Although the total cash outlay amounted to GBP173.9m (RM849.4m), we observe that the net acquisition cost will effectively be low at around GBP47.0m (RM229.6m) only, since this acquisition comes with cash and receivables (consist mainly of cash and cash equivalents) from selective RBS business of about GBP113.1m (RM552.4m) and reimbursement from RBS of GBP13.8m (RM67.4m). The investment cost of this acquisition is detailed in Figure 5.
We view this acquisition to be a sound bargain, since the total cash outlay of GBP173.9m (RM849.4m) will be equivalent to an effective Price to NTA (P/NTA) of 1.1x, where we understand that majority of the NTA consists of cash and cash equivalent. Given that RBS will pay CIMB a sum of about GBP13.8m (RM67.4m), the effective P/NTA ratio of the transaction will in fact be lowered to about 1.0 times.
Despite the acquisition covers a broad Asia Pacific region, we gather that CIMB Group will effectively only acquire three legal entities in Australia. In other jurisdictions, the relevant businesses of RBS including selected staff, assets and client mandates, will be migrated to existing or new CIMB subsidiaries.
Financial details of the selective businesses acquired are scanty, given that CIMB Group cherry picks from selected private entities and management does not wish to divulge too much information given the competitive landscape of the investment banking businesses and the deals will need various regulatory approval. Nonetheless, we understand that the acquisition could be mildly dilutive for its earnings and book value, as disclosed in Figure 6.
Management is hopeful that the deal will be completed latest by Nov 2012.
A sound acquisition
We believe that this is a sound acquisition. Other than the low P/NTA attached to this acquisition as highlighted above, we are optimistic that this acquisition strategy is in line with the aspiration of CIMB Group to be a regional champion, as per the objectives outlined in the GLC transformation program.

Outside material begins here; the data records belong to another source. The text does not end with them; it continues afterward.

//! Alias registry
//!
//! An alias is a named list of literal commands, run in order by
//! `vrun <name>`. Aliases take no arguments.
//!
//! Aliases can also be loaded from YAML:
//!
//! ```yaml
//! reset_scene:
//!   description: Put the furniture back
//!   commands:
//!     - vset /object/Chair/location 0 0 0
//!     - vset /object/Sofa/location 100 0 0
//! status: vget /unrealcv/status
//! ```

use std::collections::{BTreeMap, HashMap};
use std::path::Path;

use dispatch_types::AliasInfo;
use serde::Deserialize;
use tracing::{debug, info, warn};

use crate::error::ConfigError;

/// Anything that can be turned into the command list of an alias
pub trait IntoAliasCommands {
    fn into_alias_commands(self) -> Vec<String>;
}

impl IntoAliasCommands for &str {
    fn into_alias_commands(self) -> Vec<String> {
        vec![self.to_string()]
    }
}

impl IntoAliasCommands for String {
    fn into_alias_commands(self) -> Vec<String> {
        vec![self]
    }
}

impl IntoAliasCommands for Vec<String> {
    fn into_alias_commands(self) -> Vec<String> {
        self
    }
}

impl IntoAliasCommands for Vec<&str> {
    fn into_alias_commands(self) -> Vec<String> {
        self.into_iter().map(str::to_string).collect()
    }
}

impl IntoAliasCommands for &[&str] {
    fn into_alias_commands(self) -> Vec<String> {
        self.iter().map(|c| c.to_string()).collect()
    }
}

impl<const N: usize> IntoAliasCommands for [&str; N] {
    fn into_alias_commands(self) -> Vec<String> {
        self.iter().map(|c| c.to_string()).collect()
    }
}

#[derive(Debug, Clone)]
struct Alias {
    commands: Vec<String>,
    description: String,
}

/// Registry of named aliases
#[derive(Debug, Clone, Default)]
pub struct AliasRegistry {
    aliases: HashMap<String, Alias>,
}

impl AliasRegistry {
    pub fn new() -> Self {
        Self::default()
    }

    /// Define `name`, replacing (with a warning) any previous definition
    pub fn define(
        &mut self,
        name: &str,
        commands: impl IntoAliasCommands,
        description: &str,
    ) {
        let alias = Alias {
            commands: commands.into_alias_commands(),
            description: description.to_string(),
        };
        if self.aliases.contains_key(name) {
            warn!("Alias {} already exists, overwritten.", name);
        }
        debug!("Defined alias {} ({} commands)", name, alias.commands.len());
        self.aliases.insert(name.to_string(), alias);
    }

    /// Commands of `name`, in order. `None` when undefined.
    pub fn resolve(&self, name: &str) -> Option<&[String]> {
        self.aliases.get(name).map(|alias| alias.commands.as_slice())
    }

    pub fn description(&self, name: &str) -> Option<&str> {
        self.aliases.get(name).map(|alias| alias.description.as_str())
    }

    /// Help listing records, sorted by name
    pub fn describe(&self) -> Vec<AliasInfo> {
        let mut infos: Vec<AliasInfo> = self
            .aliases
            .iter()
            .map(|(name, alias)| {
                AliasInfo::new(name.clone(), alias.commands.clone(), alias.description.clone())
            })
            .collect();
        infos.sort_by(|a, b| a.name.cmp(&b.name));
        infos
    }

    pub fn contains(&self, name: &str) -> bool {
        self.aliases.contains_key(name)
    }

    pub fn len(&self) -> usize {
        self.aliases.len()
    }

    pub fn is_empty(&self) -> bool {
        self.aliases.is_empty()
    }

    // -------------------------------------------------------------------------
    // YAML loading
    // -------------------------------------------------------------------------

    /// Define every alias found in a YAML file. Returns the number loaded.
    pub fn load_from_file(&mut self, path: &Path) -> Result<usize, ConfigError> {
        let content = std::fs::read_to_string(path).map_err(|source| ConfigError::Io {
            path: path.to_path_buf(),
            source,
        })?;
        let count = self.load_from_str_named(&content, &format!("{:?}", path))?;
        info!("Loaded {} aliases from {:?}", count, path);
        Ok(count)
    }

    /// Define every alias in a YAML document. Returns the number loaded.
    pub fn load_from_str(&mut self, yaml: &str) -> Result<usize, ConfigError> {
        self.load_from_str_named(yaml, "alias definitions")
    }

    fn load_from_str_named(&mut self, yaml: &str, origin: &str) -> Result<usize, ConfigError> {
        let defs: BTreeMap<String, AliasDef> =
            serde_yaml::from_str(yaml).map_err(|source| ConfigError::Yaml {
                origin: origin.to_string(),
                source,
            })?;

        let count = defs.len();
        for (name, def) in defs {
            let (commands, description) = def.into_parts();
            self.define(&name, commands, &description);
        }
        Ok(count)
    }
}

/// On-disk alias definition: a bare command string or a full record
#[derive(Debug, Deserialize)]
#[serde(untagged)]
enum AliasDef {
    Single(String),
    Full {
        commands: CommandList,
        #[serde(default)]
        description: String,
    },
}

#[derive(Debug, Deserialize)]
#[serde(untagged)]
enum CommandList {
    One(String),
    Many(Vec<String>),
}

impl AliasDef {
    fn into_parts(self) -> (Vec<String>, String) {
        match self {
            AliasDef::Single(command) => (vec![command], String::new()),
            AliasDef::Full {
                commands,
                description,
            } => {
                let commands = match commands {
                    CommandList::One(command) => vec![command],
                    CommandList::Many(commands) => commands,
                };
                (commands, description)
            }
        }
    }
}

We are positive this acquisition is expected to leapfrog CIMB Group from being ‘Asean for you’ to broadening their reach to the Asian region. With this expansion, the Group will:
• Strengthen its foothold in the key Asian markets, i.e. China, India, Australia, Taiwan and South Korea;
• Have seats on nine exchanges and partnerships in three others;
• Its research coverage will be expended to approximately 1,100 Asia Pacific-based companies;
• Expected to enjoy a surge in global institutional investor relationships;
The potential synergies from this acquisition are highlighted in Figures 7 and 8.
Acquisition risks largely mitigated...
Although a cross border acquisition does come with high risk factors, we believe that it is well mitigated by the management.
The major risk being potential staff retention upon acquisition. We understand that management has renewed its offer to 94 key employees and so far 82 of them have accepted the offer, representing a good take up rate of 87.0%. Management expects about 350-400 RBS employees to join them going forward.
The other risk highlighted is the potential customer attrition rate. Management guided that relationship manager will actively manage clients and process to mitigate such risk. Given that IB business is more people-oriented, we believe that customer attrition risk is not significant in view that key employees have been retained.
Management also emphasises that although the acquisition is going to strengthen CIMB Group’s franchise in the Asian region, management team will not lose its core focus and will continue to tighten its grip in the Asean region.
Upgrade target price to RM8.80 and recommendation to BUY
Although management has guided that this deal could be marginal earnings dilutive for FY12, we do not foresee any significant downside risk that warrants an earnings downgrade.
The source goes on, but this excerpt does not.